**** Task material

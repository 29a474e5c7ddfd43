//! The per-build pipeline: artifact compilation, dependency extraction,
//! runtime composition, and final image assembly.
//!
//! # Flow
//!
//! ```text
//! builder image (once per platform)
//!         ↓
//! artifact image        Dockerfile.build.{mode}, run-scoped cache
//!         ↓
//! staging directory     docker create + cp, TempDir (removed on drop)
//!         ↓
//! [cross only] libs/{tuple}/   NEEDED closure + dynamic linker from sysroot
//!         ↓
//! runtime base image    platform runtime dockerfile
//!         ↓
//! final image           {registry|forge}/{app}/{triple}:{tag}
//! ```
//!
//! Execution is strictly sequential and fail-fast: any stage error aborts
//! the entire run. The staging directory and the artifact cache are shared
//! mutable state and are safe only because nothing runs concurrently.

pub mod artifact;
pub mod assemble;
pub mod builder;
pub mod extract;
pub mod runtime;

use anyhow::{Context, Result};
use std::collections::HashSet;
use std::path::Path;

use crate::docker::Docker;
use crate::publish::Channel;
use crate::registry::{AppSpec, BuildMode, PlatformSpec};
use crate::vcs::{self, Provenance};

/// Builder image name for a platform.
pub fn builder_image(triple: &str) -> String {
    format!("forge-builder:{}", triple)
}

/// Artifact image name. The name is the artifact's identity:
/// (platform, build mode, tag), with the mode folded into the tag suffix.
pub fn artifact_image(tag: &str, triple: &str) -> String {
    format!("forge-artifact:{}-{}", tag, triple)
}

/// Runtime base image name for a platform.
pub fn runtime_image(triple: &str) -> String {
    format!("forge-runtime:{}", triple)
}

/// Deterministic build-cache key for the backend's cache mounts.
pub fn cache_id(mode: BuildMode, triple: &str) -> String {
    format!("forge-cache-{}-{}", mode, triple)
}

/// Run-scoped set of artifact identities already built.
///
/// Multiple apps share one artifact image per (platform, mode, tag); the
/// cache guarantees the compile step runs at most once per identity.
#[derive(Default)]
pub struct ArtifactCache {
    built: HashSet<String>,
}

impl ArtifactCache {
    pub fn new() -> Self {
        Self::default()
    }

    pub fn contains(&self, image: &str) -> bool {
        self.built.contains(image)
    }

    pub fn mark_built(&mut self, image: &str) {
        self.built.insert(image.to_string());
    }
}

/// Everything a single build needs, fixed for the whole run.
pub struct BuildContext<'a> {
    pub docker: &'a Docker,
    /// Directory containing all dockerfiles and crosstool configs.
    pub docker_dir: &'a Path,
    /// Source tree root; build context for artifact compilation.
    pub project_root: &'a Path,
    pub provenance: &'a Provenance,
    /// Effective base tag (override or derived), before mode suffixing.
    pub base_tag: &'a str,
    /// Registry namespace for final image names, when publishing.
    pub registry: Option<&'a str>,
}

/// One successfully built image, as recorded for reporting and publishing.
#[derive(Debug, Clone)]
pub struct ImageRecord {
    pub name: String,
    pub app: String,
    pub platform: String,
    pub mode: BuildMode,
    /// Channel this image will be re-tagged to on push, if any.
    pub channel: Option<Channel>,
    /// Total bytes of staged cross-compilation libraries (0 for native).
    pub lib_size: u64,
}

/// Build one app for one platform in one mode, start to finish.
pub fn run(
    ctx: &BuildContext,
    app: &AppSpec,
    platform: &PlatformSpec,
    mode: BuildMode,
    cache: &mut ArtifactCache,
    channel: Option<Channel>,
) -> Result<ImageRecord> {
    println!(
        "\n=== Building {} for {} ({}) ===",
        app.name, platform.triple, mode
    );

    let tag = vcs::resolve_tag(ctx.base_tag, mode);

    let artifact = artifact::build(ctx, platform, mode, &tag, cache)?;

    // Staging directory lives exactly as long as this build; TempDir drop
    // removes it on every exit path, including errors below.
    let staged = extract::stage(ctx.docker, &artifact, app, platform)?;

    runtime::build(
        ctx.docker,
        ctx.docker_dir,
        platform,
        staged.tuple.as_deref(),
        staged.dir.path(),
    )?;

    let name = assemble::image_name(ctx.registry, app.name, platform.triple, &tag);
    assemble::build(ctx.docker, ctx.docker_dir, platform, app, staged.dir.path(), &name)?;

    Ok(ImageRecord {
        name,
        app: app.name.to_string(),
        platform: platform.triple.to_string(),
        mode,
        channel,
        lib_size: staged.lib_size,
    })
}

/// Remove cached intermediate images for the selected modes and platforms.
///
/// Artifact and compile-cache images are cheap to reproduce; crosstool
/// builder images are not, so `forge-builder:*` is deliberately preserved.
pub fn clean_build_cache(
    docker: &Docker,
    modes: &[BuildMode],
    platforms: &[&PlatformSpec],
) -> Result<()> {
    println!("\n=== Cleaning build cache (keeping builder images) ===");

    for mode in modes {
        for platform in platforms {
            let cache = cache_id(*mode, platform.triple);
            for id in docker
                .image_ids(&cache)
                .with_context(|| format!("listing cache images for {}", cache))?
            {
                println!("  Removing: {} ({})", cache, id);
                docker.rmi(&id)?;
            }
        }
    }

    for platform in platforms {
        let pattern = format!("forge-artifact:*-{}", platform.triple);
        for id in docker
            .image_ids(&pattern)
            .with_context(|| format!("listing artifact images for {}", platform.triple))?
        {
            println!("  Removing artifact image {}", id);
            docker.rmi(&id)?;
        }
    }

    println!("  Build cache cleaned (builder images preserved)");
    Ok(())
}

#[cfg(test)]
mod tests {
    use super::*;

    #[test]
    fn test_image_names() {
        assert_eq!(
            builder_image("aarch64-unknown-linux-gnu"),
            "forge-builder:aarch64-unknown-linux-gnu"
        );
        assert_eq!(
            artifact_image("abc1234-debug", "aarch64-unknown-linux-gnu"),
            "forge-artifact:abc1234-debug-aarch64-unknown-linux-gnu"
        );
        assert_eq!(
            cache_id(BuildMode::Release, "x86_64-unknown-linux-gnu"),
            "forge-cache-release-x86_64-unknown-linux-gnu"
        );
    }

    #[test]
    fn test_artifact_cache_tracks_identities() {
        let mut cache = ArtifactCache::new();
        let image = artifact_image("abc1234", "aarch64-unknown-linux-gnu");
        assert!(!cache.contains(&image));
        cache.mark_built(&image);
        assert!(cache.contains(&image));

        // Distinct identities are tracked independently.
        let debug = artifact_image("abc1234-debug", "aarch64-unknown-linux-gnu");
        assert!(!cache.contains(&debug));
    }
}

********

== Task instructions ==
Would you print all of the records exactly as they were given?

== Solution to this problem ==
repository 29a474e5c7ddfd43
//! The per-build pipeline: artifact compilation, dependency extraction,
//! runtime composition, and final image assembly.
//!
//! # Flow
//!
//! ```text
//! builder image (once per platform)
//!         ↓
//! artifact image        Dockerfile.build.{mode}, run-scoped cache
//!         ↓
//! staging directory     docker create + cp, TempDir (removed on drop)
//!         ↓
//! [cross only] libs/{tuple}/   NEEDED closure + dynamic linker from sysroot
//!         ↓
//! runtime base image    platform runtime dockerfile
//!         ↓
//! final image           {registry|forge}/{app}/{triple}:{tag}
//! ```
//!
//! Execution is strictly sequential and fail-fast: any stage error aborts
//! the entire run. The staging directory and the artifact cache are shared
//! mutable state and are safe only because nothing runs concurrently.

pub mod artifact;
pub mod assemble;
pub mod builder;
pub mod extract;
pub mod runtime;

use anyhow::{Context, Result};
use std::collections::HashSet;
use std::path::Path;

use crate::docker::Docker;
use crate::publish::Channel;
use crate::registry::{AppSpec, BuildMode, PlatformSpec};
use crate::vcs::{self, Provenance};

/// Builder image name for a platform.
pub fn builder_image(triple: &str) -> String {
    format!("forge-builder:{}", triple)
}

/// Artifact image name. The name is the artifact's identity:
/// (platform, build mode, tag), with the mode folded into the tag suffix.
pub fn artifact_image(tag: &str, triple: &str) -> String {
    format!("forge-artifact:{}-{}", tag, triple)
}

/// Runtime base image name for a platform.
pub fn runtime_image(triple: &str) -> String {
    format!("forge-runtime:{}", triple)
}

/// Deterministic build-cache key for the backend's cache mounts.
pub fn cache_id(mode: BuildMode, triple: &str) -> String {
    format!("forge-cache-{}-{}", mode, triple)
}

/// Run-scoped set of artifact identities already built.
///
/// Multiple apps share one artifact image per (platform, mode, tag); the
/// cache guarantees the compile step runs at most once per identity.
#[derive(Default)]
pub struct ArtifactCache {
    built: HashSet<String>,
}

impl ArtifactCache {
    pub fn new() -> Self {
        Self::default()
    }

    pub fn contains(&self, image: &str) -> bool {
        self.built.contains(image)
    }

    pub fn mark_built(&mut self, image: &str) {
        self.built.insert(image.to_string());
    }
}

/// Everything a single build needs, fixed for the whole run.
pub struct BuildContext<'a> {
    pub docker: &'a Docker,
    /// Directory containing all dockerfiles and crosstool configs.
    pub docker_dir: &'a Path,
    /// Source tree root; build context for artifact compilation.
    pub project_root: &'a Path,
    pub provenance: &'a Provenance,
    /// Effective base tag (override or derived), before mode suffixing.
    pub base_tag: &'a str,
    /// Registry namespace for final image names, when publishing.
    pub registry: Option<&'a str>,
}

/// One successfully built image, as recorded for reporting and publishing.
#[derive(Debug, Clone)]
pub struct ImageRecord {
    pub name: String,
    pub app: String,
    pub platform: String,
    pub mode: BuildMode,
    /// Channel this image will be re-tagged to on push, if any.
    pub channel: Option<Channel>,
    /// Total bytes of staged cross-compilation libraries (0 for native).
    pub lib_size: u64,
}

/// Build one app for one platform in one mode, start to finish.
pub fn run(
    ctx: &BuildContext,
    app: &AppSpec,
    platform: &PlatformSpec,
    mode: BuildMode,
    cache: &mut ArtifactCache,
    channel: Option<Channel>,
) -> Result<ImageRecord> {
    println!(
        "\n=== Building {} for {} ({}) ===",
        app.name, platform.triple, mode
    );

    let tag = vcs::resolve_tag(ctx.base_tag, mode);

    let artifact = artifact::build(ctx, platform, mode, &tag, cache)?;

    // Staging directory lives exactly as long as this build; TempDir drop
    // removes it on every exit path, including errors below.
    let staged = extract::stage(ctx.docker, &artifact, app, platform)?;

    runtime::build(
        ctx.docker,
        ctx.docker_dir,
        platform,
        staged.tuple.as_deref(),
        staged.dir.path(),
    )?;

    let name = assemble::image_name(ctx.registry, app.name, platform.triple, &tag);
    assemble::build(ctx.docker, ctx.docker_dir, platform, app, staged.dir.path(), &name)?;

    Ok(ImageRecord {
        name,
        app: app.name.to_string(),
        platform: platform.triple.to_string(),
        mode,
        channel,
        lib_size: staged.lib_size,
    })
}

/// Remove cached intermediate images for the selected modes and platforms.
///
/// Artifact and compile-cache images are cheap to reproduce; crosstool
/// builder images are not, so `forge-builder:*` is deliberately preserved.
pub fn clean_build_cache(
    docker: &Docker,
    modes: &[BuildMode],
    platforms: &[&PlatformSpec],
) -> Result<()> {
    println!("\n=== Cleaning build cache (keeping builder images) ===");

    for mode in modes {
        for platform in platforms {
            let cache = cache_id(*mode, platform.triple);
            for id in docker
                .image_ids(&cache)
                .with_context(|| format!("listing cache images for {}", cache))?
            {
                println!("  Removing: {} ({})", cache, id);
                docker.rmi(&id)?;
            }
        }
    }

    for platform in platforms {
        let pattern = format!("forge-artifact:*-{}", platform.triple);
        for id in docker
            .image_ids(&pattern)
            .with_context(|| format!("listing artifact images for {}", platform.triple))?
        {
            println!("  Removing artifact image {}", id);
            docker.rmi(&id)?;
        }
    }

    println!("  Build cache cleaned (builder images preserved)");
    Ok(())
}

#[cfg(test)]
mod tests {
    use super::*;

    #[test]
    fn test_image_names() {
        assert_eq!(
            builder_image("aarch64-unknown-linux-gnu"),
            "forge-builder:aarch64-unknown-linux-gnu"
        );
        assert_eq!(
            artifact_image("abc1234-debug", "aarch64-unknown-linux-gnu"),
            "forge-artifact:abc1234-debug-aarch64-unknown-linux-gnu"
        );
        assert_eq!(
            cache_id(BuildMode::Release, "x86_64-unknown-linux-gnu"),
            "forge-cache-release-x86_64-unknown-linux-gnu"
        );
    }

    #[test]
    fn test_artifact_cache_tracks_identities() {
        let mut cache = ArtifactCache::new();
        let image = artifact_image("abc1234", "aarch64-unknown-linux-gnu");
        assert!(!cache.contains(&image));
        cache.mark_built(&image);
        assert!(cache.contains(&image));

        // Distinct identities are tracked independently.
        let debug = artifact_image("abc1234-debug", "aarch64-unknown-linux-gnu");
        assert!(!cache.contains(&debug));
    }
}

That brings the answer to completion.